Mohawk Chapel to become first Indigenous chapel with Royal Coat of Arms

Her Majesty’s Royal Chapel of the Mohawks in Brantford will become the first Indigenous chapel to feature a royal Coat of Arms with a large celebration and unveiling expected this September.

Dr. Barry Hill, warden of the Mohawk Chapel, is excited to bring dignitaries to the Chapel this September to celebrate the creation of the royal coat of arms.

The coat of arms features imagery representing both the British and Haudenosaunee to symbolize their relationship together.

“This is unique to this community,” he told Six Nations of the Grand River Elected Council last week. “Six Nations is the only (First Nation) with this honour. It has a lot of impact on our relationships going forward.”

The coat of arms features the king’s crown, swords of the apostle Peter, and the Tree of Peace, with the words, “faith, hope and charity” emblazoned on the bottom.

Hill says they’re planning to invite the Governor General to the event and had hoped to invite King Charles, but the monarch is currently putting travel on hold as he focuses on his health.

Hill said instead, they’re inviting the governor general of Canada and lieutenant general of Ontario to the event, who both represent the royal family in Canada, and hope to have a large audience inside the chapel, with an overflow space outside the chapel showcasing a livestream of the event.

The coat of arms ties together “elements of the church, crown and community,” said Hill.

The coat of arms has been in the works for awhile, he said, since at least 2005.

“This has a long history to it,” said Hill.

Coun.
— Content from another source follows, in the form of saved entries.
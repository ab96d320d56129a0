//! HTTP transport for the Gemini `generateContent` API

use super::{Generation, GenerationRequest, GenerationTransport, TransportError, Usage};
use crate::config::GenerationSettings;
use crate::error::{ExamDeskError, Result};
use async_trait::async_trait;
use serde::{Deserialize, Serialize};
use std::time::Duration;

const HARM_CATEGORIES: [&str; 4] = [
    "HARM_CATEGORY_HARASSMENT",
    "HARM_CATEGORY_HATE_SPEECH",
    "HARM_CATEGORY_SEXUALLY_EXPLICIT",
    "HARM_CATEGORY_DANGEROUS_CONTENT",
];

/// reqwest-backed transport; one POST per call, key sent as a header
pub struct GeminiTransport {
    http_client: reqwest::Client,
    url: String,
}

impl GeminiTransport {
    /// Create transport from generation settings
    pub fn new(settings: &GenerationSettings) -> Result<Self> {
        let http_client = reqwest::Client::builder()
            .timeout(Duration::from_secs(settings.timeout_secs))
            .build()
            .map_err(ExamDeskError::Http)?;

        let url = format!(
            "{}/models/{}:generateContent",
            settings.endpoint.trim_end_matches('/'),
            settings.model
        );

        Ok(Self { http_client, url })
    }

    pub fn url(&self) -> &str {
        &self.url
    }
}

#[derive(Serialize)]
#[serde(rename_all = "camelCase")]
struct GenerateRequest<'a> {
    contents: Vec<Content<'a>>,
    generation_config: GenerationConfig,
    safety_settings: Vec<SafetySetting<'a>>,
}

#[derive(Serialize)]
struct Content<'a> {
    parts: Vec<TextPart<'a>>,
}

#[derive(Serialize)]
struct TextPart<'a> {
    text: &'a str,
}

#[derive(Serialize)]
#[serde(rename_all = "camelCase")]
struct GenerationConfig {
    temperature: f32,
    top_k: u32,
    top_p: f32,
    max_output_tokens: u32,
}

#[derive(Serialize)]
struct SafetySetting<'a> {
    category: &'a str,
    threshold: &'a str,
}

#[derive(Deserialize)]
#[serde(rename_all = "camelCase")]
struct GenerateResponse {
    #[serde(default)]
    candidates: Vec<Candidate>,
    usage_metadata: Option<UsageMetadata>,
}

#[derive(Deserialize)]
struct Candidate {
    content: Option<CandidateContent>,
}

#[derive(Deserialize)]
struct CandidateContent {
    #[serde(default)]
    parts: Vec<CandidatePart>,
}

#[derive(Deserialize)]
struct CandidatePart {
    text: Option<String>,
}

#[derive(Deserialize)]
#[serde(rename_all = "camelCase")]
struct UsageMetadata {
    #[serde(default)]
    prompt_token_count: u32,
    #[serde(default)]
    candidates_token_count: u32,
    #[serde(default)]
    total_token_count: u32,
}

#[derive(Deserialize)]
struct ErrorEnvelope {
    error: ErrorBody,
}

#[derive(Deserialize)]
struct ErrorBody {
    message: Option<String>,
    status: Option<String>,
}

fn request_body(request: &GenerationRequest) -> GenerateRequest<'_> {
    GenerateRequest {
        contents: vec![Content {
            parts: vec![TextPart {
                text: &request.prompt,
            }],
        }],
        generation_config: GenerationConfig {
            temperature: request.temperature,
            top_k: request.top_k,
            top_p: request.top_p,
            max_output_tokens: request.max_output_tokens,
        },
        safety_settings: HARM_CATEGORIES
            .iter()
            .map(|category| SafetySetting {
                category,
                threshold: &request.safety_threshold,
            })
            .collect(),
    }
}

/// Extract generated text and usage from a success body
fn parse_generate_response(body: &str) -> std::result::Result<Generation, TransportError> {
    let response: GenerateResponse =
        serde_json::from_str(body).map_err(|e| TransportError::Malformed(e.to_string()))?;

    let text: String = response
        .candidates
        .into_iter()
        .next()
        .and_then(|c| c.content)
        .map(|content| {
            content
                .parts
                .into_iter()
                .filter_map(|p| p.text)
                .collect::<Vec<_>>()
                .join("")
        })
        .unwrap_or_default();

    if text.is_empty() {
        return Err(TransportError::Malformed(
            "No generated text in response".to_string(),
        ));
    }

    let usage = response.usage_metadata.map(|u| Usage {
        prompt_tokens: u.prompt_token_count,
        completion_tokens: u.candidates_token_count,
        total_tokens: u.total_token_count,
    });

    Ok(Generation { text, usage })
}

/// Build an HTTP error from a non-success status and its body
fn parse_error_body(status: u16, body: &str) -> TransportError {
    let message = match serde_json::from_str::<ErrorEnvelope>(body) {
        Ok(envelope) => match (envelope.error.message, envelope.error.status) {
            (Some(message), Some(status)) => format!("{} ({})", message, status),
            (Some(message), None) => message,
            (None, Some(status)) => status,
            (None, None) => body.to_string(),
        },
        Err(_) => body.to_string(),
    };
    TransportError::Http { status, message }
}

#[async_trait]
impl GenerationTransport for GeminiTransport {
    async fn generate(
        &self,
        api_key: &str,
        request: &GenerationRequest,
    ) -> std::result::Result<Generation, TransportError> {
        let response = self
            .http_client
            .post(&self.url)
            .header("x-goog-api-key", api_key)
            .json(&request_body(request))
            .send()
            .await
            .map_err(|e| TransportError::Network(e.to_string()))?;

        let status = response.status();
        let body = response
            .text()
            .await
            .map_err(|e| TransportError::Network(e.to_string()))?;

        if !status.is_success() {
            return Err(parse_error_body(status.as_u16(), &body));
        }

        parse_generate_response(&body)
    }
}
Helen Miller made a motion to get the coat of arms installed before the Covid pandemic put the plans on hold.

The chapel committee had found a letter in some files from Buckingham Palace granting the chapel a royal coat of arms in 2005.

It will be framed and hung in the chapel, said Hill.

The chapel committee has set aside this Sept. 29 as the tentative date to celebrate the granting of the royal coat of arms.

They’ve spent about $3,500 so far planning the event but estimate the chapel will need about $10,000 to put it on, said Hill.

He’s also asking for a colour guard and Six Nations Police to be on hand during the event.

“It’s a community event. We should have as many people from the community as well. There might be a cost for security.”

Elected Council said it will discuss the costs at its next finance meeting.